Project involves developing an algorithm to remove noise from heart rate data collected from wrist sensors, in order to better estimate stress.
In collaboration with Northeastern University Health Behavior Informatics Lab https://hbi.ccs.neu.edu/
git clone https://github.com/tjeng/HRV_analysis.git
Stress has devastating effects on health, resulting in headaches, stomach upset, high blood pressure, chest pains, heart problems, depression, and anxiety. Chronic, untreated stress, could eventually lead to lifetime emotional disorder, and such cases happen more than 50% of the time (https://www.webmd.com/balance/guide/causes-of-stress#2). Stress could be overcome by deep breathing techniques, which is often overlooked because stress occurs unconsciously. By making people aware of stress through vibration on wrist sensors and providing relaxation techniques, chronic stress could be reduced. However, heart rate signals from wrist sensors contain noise generated from everyday movement. To estimate stress accurately, noise needs to be removed, which is the focus of the project.
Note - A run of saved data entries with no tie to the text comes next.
//! Layout walkers for a single record (children excluded).
use super::fields::{FieldId, FieldTable};
use super::header::{ItemFlags, RawLocation};
use super::layout::*;
use super::properties::{RawProperty, read_list};
use super::quality::{FIXED_QUALITY_BITS, Quality, QualityData};
use super::walker::Walker;
use super::CodecError;
use crate::bits::BitBuffer;
use crate::config::EngineConfig;
use crate::env::{AffixKind, ItemCode, ItemEnv, ItemType, ItemTypeFlags};
use crate::version::ItemVersion;

/// Property lists parsed from a record.
#[derive(Clone, Debug, Default, PartialEq, Eq)]
pub struct PropertyLists {
    pub magic: Vec<RawProperty>,
    /// One list per bit set in the set bonus mask, low bit first.
    pub set: Vec<Vec<RawProperty>>,
    pub runeword: Vec<RawProperty>,
}

/// One record decoded from a byte source.
#[derive(Clone, Debug)]
pub(crate) struct DecodedRecord {
    pub data: BitBuffer,
    pub fields: FieldTable,
    pub kind: ItemType,
    pub expansion: bool,
    pub children: usize,
    pub lists: PropertyLists,
}

/// Decodes the record starting at byte `offset` of `source`.
pub(crate) fn decode_record(
    source: &[u8],
    offset: usize,
    version: ItemVersion,
    env: &ItemEnv<'_>,
) -> Result<DecodedRecord, CodecError> {
    match LegacyLayout::for_version(version) {
        Some(layout) => decode_legacy(source, offset, version, layout, env),
        None => decode_variable(source, offset, version, env),
    }
}

fn check_marker(walker: &mut Walker<'_>, offset: usize) -> Result<(), CodecError> {
    let found = walker.read(MARKER_BITS)? as u16;
    if found != ItemVersion::JM_MARKER {
        return Err(CodecError::BadMarker { offset, found });
    }
    Ok(())
}

fn decode_legacy(
    source: &[u8],
    offset: usize,
    version: ItemVersion,
    layout: &LegacyLayout,
    env: &ItemEnv<'_>,
) -> Result<DecodedRecord, CodecError> {
    let types = env.types()?;
    let affixes = env.affixes()?;
    let mut walker = Walker::new(source, offset);
    check_marker(&mut walker, offset)?;

    let flags = ItemFlags::from_bits_retain(walker.read(FLAGS_BITS)?);
    for (flag, section) in [
        (ItemFlags::EAR, "ear"),
        (ItemFlags::PERSONALIZED, "personalization"),
        (ItemFlags::RUNEWORD, "runeword"),
    ] {
        if flags.contains(flag) {
            return Err(CodecError::UnsupportedSection { section, version });
        }
    }

    walker.seek(LEGACY_CODE);
    let code = ItemCode::from_bits(walker.read(CODE_BITS)?);
    let kind = types
        .item_type(code)
        .ok_or(CodecError::UnknownType(code))?
        .clone();
    if kind.is(ItemTypeFlags::EXPANSION) {
        return Err(CodecError::VersionMismatch { code, version });
    }

    let simple = flags.contains(ItemFlags::SIMPLE);
    let end = layout.bytes(simple) * 8;
    walker.seek(0);
    walker.ensure(end)?;

    let mut fields = FieldTable::new();
    fields.mark(FieldId::Marker, 0, MARKER_BITS as usize);
    fields.mark(FieldId::Flags, LEGACY_FLAGS, FLAGS_BITS as usize);
    fields.skip(FieldId::VersionTag, LEGACY_CODE);
    fields.mark(FieldId::Location, LEGACY_LOCATION, RawLocation::WIDTH as usize);
    fields.close_from(FieldId::Ear, end);
    fields.mark(FieldId::TypeCode, LEGACY_CODE, CODE_BITS as usize);
    fields.mark(FieldId::SocketedCount, LEGACY_CHILDREN, CHILDREN_BITS as usize);
    let children = walker.peek_at(LEGACY_CHILDREN, CHILDREN_BITS) as usize;

    if !simple {
        fields.mark(FieldId::ItemId, layout.item_id, ITEM_ID_BITS as usize);
        fields.mark(FieldId::Seed, layout.seed, SEED_BITS as usize);
        fields.mark(FieldId::Level, layout.level, LEVEL_BITS as usize);
        fields.mark(
            FieldId::Durability,
            layout.durability,
            2 * LEGACY_DURABILITY_BITS as usize,
        );
        fields.mark(FieldId::Quantity, layout.quantity, QUANTITY_BITS as usize);
        if let Some(at) = layout.socket_count {
            fields.mark(FieldId::SocketCount, at, SOCKETS_BITS as usize);
        }
        if let Some(at) = layout.quality {
            let raw = walker.peek_at(at, Quality::BITS) as u8;
            let quality = Quality::try_from(raw)?;
            fields.mark(FieldId::Quality, at, Quality::BITS as usize);
            if let Some(qd_at) = layout.quality_data {
                walker.seek(qd_at);
                QualityData::read_fixed(&mut walker, quality)?.validate(affixes)?;
                fields.mark(FieldId::QualityData, qd_at, FIXED_QUALITY_BITS);
            }
        }
        if let Some(at) = layout.defense {
            fields.mark(FieldId::Defense, at, LEGACY_DEFENSE_BITS as usize);
        }
    }

    let data = BitBuffer::from_bytes(walker.record_bytes(end));
    tracing::debug!(%version, %code, bytes = data.len(), "decoded fixed-length record");
    Ok(DecodedRecord {
        data,
        fields,
        kind,
        expansion: false,
        children,
        lists: PropertyLists::default(),
    })
}

/// Reads a 1-bit presence flag followed by `width` bits when set; records the
/// whole span as the field.
fn optional(
    walker: &mut Walker<'_>,
    fields: &mut FieldTable,
    id: FieldId,
    width: u32,
) -> Result<(), CodecError> {
    let pos = walker.pos();
    if walker.read(1)? == 1 {
        let mut left = width;
        while left > 0 {
            let step = left.min(32);
            walker.read(step)?;
            left -= step;
        }
    }
    fields.mark(id, pos, walker.pos() - pos);
    Ok(())
}

fn fixed(
    walker: &mut Walker<'_>,
    fields: &mut FieldTable,
    id: FieldId,
    width: u32,
) -> Result<u32, CodecError> {
    let pos = walker.pos();
    let value = walker.read(width)?;
    fields.mark(id, pos, width as usize);
    Ok(value)
}

fn decode_variable(
    source: &[u8],
    offset: usize,
    version: ItemVersion,
    env: &ItemEnv<'_>,
) -> Result<DecodedRecord, CodecError> {
    let types = env.types()?;
    let affixes = env.affixes()?;
    let mut walker = Walker::new(source, offset);
    let mut fields = FieldTable::new();

    if version.has_jm_marker() {
        check_marker(&mut walker, offset)?;
        fields.mark(FieldId::Marker, 0, MARKER_BITS as usize);
    } else {
        fields.skip(FieldId::Marker, 0);
    }
    let flags = ItemFlags::from_bits_retain(fixed(&mut walker, &mut fields, FieldId::Flags, FLAGS_BITS)?);
    let tag = fixed(
        &mut walker,
        &mut fields,
        FieldId::VersionTag,
        version.version_tag_width(),
    )? as u16;
    let expansion = version.is_expansion_tag(tag);
    fixed(&mut walker, &mut fields, FieldId::Location, RawLocation::WIDTH)?;

    let char_width = version.text_char_width();
    let mut lists = PropertyLists::default();

    if flags.contains(ItemFlags::EAR) {
        let pos = walker.pos();
        walker.read(EAR_CLASS_BITS)?;
        walker.read(EAR_LEVEL_BITS)?;
        walker.read_text(char_width, EngineConfig::MAX_NAME_LEN)?;
        fields.mark(FieldId::Ear, pos, walker.pos() - pos);
        fields.close_from(FieldId::TypeCode, walker.pos());
        return finish(walker, fields, ItemType::ear(), expansion, 0, lists, version);
    }
    fields.skip(FieldId::Ear, walker.pos());

    let code = ItemCode::from_bits(fixed(&mut walker, &mut fields, FieldId::TypeCode, CODE_BITS)?);
    let kind = types
        .item_type(code)
        .ok_or(CodecError::UnknownType(code))?
        .clone();
    let children = fixed(&mut walker, &mut fields, FieldId::SocketedCount, CHILDREN_BITS)? as usize;

    if flags.contains(ItemFlags::SIMPLE) {
        fields.close_from(FieldId::ItemId, walker.pos());
        return finish(walker, fields, kind, expansion, children, lists, version);
    }

    fixed(&mut walker, &mut fields, FieldId::ItemId, ITEM_ID_BITS)?;
    fields.skip(FieldId::Seed, walker.pos());
    fixed(&mut walker, &mut fields, FieldId::Level, LEVEL_BITS)?;
    let quality = Quality::try_from(fixed(&mut walker, &mut fields, FieldId::Quality, Quality::BITS)? as u8)?;
    optional(&mut walker, &mut fields, FieldId::Picture, PICTURE_BITS)?;
    optional(&mut walker, &mut fields, FieldId::ClassAffix, CLASS_AFFIX_BITS)?;

    let pos = walker.pos();
    let quality_data = QualityData::read_variable(&mut walker, quality)?;
    quality_data.validate(affixes)?;
    if walker.pos() > pos {
        fields.mark(FieldId::QualityData, pos, walker.pos() - pos);
    } else {
        fields.skip(FieldId::QualityData, pos);
    }

    if flags.contains(ItemFlags::RUNEWORD) {
        if !version.supports_runewords() {
            return Err(CodecError::UnsupportedSection {
                section: "runeword",
                version,
            });
        }
        let pos = walker.pos();
        let id = walker.read(RUNEWORD_ID_BITS)? as u16;
        walker.read(RUNEWORD_EXTRA_BITS)?;
        if affixes.runeword(id).is_none() {
            return Err(CodecError::UnknownAffix {
                kind: AffixKind::Runeword,
                id,
            });
        }
        fields.mark(FieldId::Runeword, pos, walker.pos() - pos);
    } else {
        fields.skip(FieldId::Runeword, walker.pos());
    }

    if flags.contains(ItemFlags::PERSONALIZED) {
        let pos = walker.pos();
        walker.read_text(char_width, EngineConfig::MAX_NAME_LEN)?;
        fields.mark(FieldId::Personalization, pos, walker.pos() - pos);
    } else {
        fields.skip(FieldId::Personalization, walker.pos());
    }

    if kind.is(ItemTypeFlags::TOME) {
        fixed(&mut walker, &mut fields, FieldId::TomeCharge, TOME_BITS)?;
    } else {
        fields.skip(FieldId::TomeCharge, walker.pos());
    }

    optional(&mut walker, &mut fields, FieldId::Realm, (REALM_WORDS * 32) as u32)?;

    if kind.has_defense() {
        fixed(&mut walker, &mut fields, FieldId::Defense, version.defense_width())?;
    } else {
        fields.skip(FieldId::Defense, walker.pos());
    }

    if kind.has_durability() {
        let pos = walker.pos();
        let max = walker.read(MAX_DURABILITY_BITS)?;
        if max > 0 {
            walker.read(version.current_durability_width())?;
        }
        fields.mark(FieldId::Durability, pos, walker.pos() - pos);
    } else {
        fields.skip(FieldId::Durability, walker.pos());
    }

    if kind.is(ItemTypeFlags::STACKABLE) {
        fixed(&mut walker, &mut fields, FieldId::Quantity, QUANTITY_BITS)?;
    } else {
        fields.skip(FieldId::Quantity, walker.pos());
    }

    if flags.contains(ItemFlags::SOCKETED) {
        fixed(&mut walker, &mut fields, FieldId::SocketCount, SOCKETS_BITS)?;
    } else {
        fields.skip(FieldId::SocketCount, walker.pos());
    }

    let set_mask = if quality == Quality::Set {
        fixed(&mut walker, &mut fields, FieldId::SetBonusMask, SET_MASK_BITS)? as u8
    } else {
        fields.skip(FieldId::SetBonusMask, walker.pos());
        0
    };

    let pos = walker.pos();
    lists.magic = read_list(&mut walker, affixes)?;
    fields.mark(FieldId::MagicProperties, pos, walker.pos() - pos);

    let pos = walker.pos();
    for bit in 0..SET_MASK_BITS {
        if set_mask & (1 << bit) != 0 {
            lists.set.push(read_list(&mut walker, affixes)?);
        }
    }
    if walker.pos() > pos {
        fields.mark(FieldId::SetProperties, pos, walker.pos() - pos);
    } else {
        fields.skip(FieldId::SetProperties, pos);
    }

    if flags.contains(ItemFlags::RUNEWORD) {
        let pos = walker.pos();
        lists.runeword = read_list(&mut walker, affixes)?;
        fields.mark(FieldId::RunewordProperties, pos, walker.pos() - pos);
    } else {
        fields.skip(FieldId::RunewordProperties, walker.pos());
    }

    fields.mark(FieldId::End, walker.pos(), 0);
    finish(walker, fields, kind, expansion, children, lists, version)
}

fn finish(
    walker: Walker<'_>,
    fields: FieldTable,
    kind: ItemType,
    expansion: bool,
    children: usize,
    lists: PropertyLists,
    version: ItemVersion,
) -> Result<DecodedRecord, CodecError> {
    let end = fields.end_bits();
    let data = BitBuffer::from_bytes(walker.record_bytes(end));
    tracing::debug!(%version, code = %kind.code, bits = end, "decoded variable-length record");
    Ok(DecodedRecord {
        data,
        fields,
        kind,
        expansion,
        children,
        lists,
    })
}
For full details, refer to the paper (Kos et al., 2017) https://ieeexplore.ieee.org/document/8037141
Data on interbeat intervals (also known as RR intervals), denoting time between successive heart beats, are collected from wrist sensors (Empathica 4, E4, and Microsoft Band 2, MB), and ECG, used as the gold standard to compare measurements, from 9 healthy participants.
- Remove short interval and add it to the subsequent interval
- Impute long interval based on moving average within a certain window size
- Implement Singular Spectrum Analysis (SSA), a dimensional reduction technique, to smooth irregularities in heart rate signals and reconstruct function of heart rate over time
For full details, refer to the poster (Kos et al., 2017) https://www.researchgate.net/publication/320911791_The_Accuracy_of_Monitoring_Stress_from_Wearable_Devices_Background_and_Objective_References
After implementing the data cleaning algorithm, the RR interval of data from wrist sensors was correlated with that of ECG. The cleaned data had 10% higher correlation with ECG than the raw data, indicating that the algorithm improves heart rate estimates by 10%.
Future work would focus on stress detection algorithms based on cleaned heart rate signals.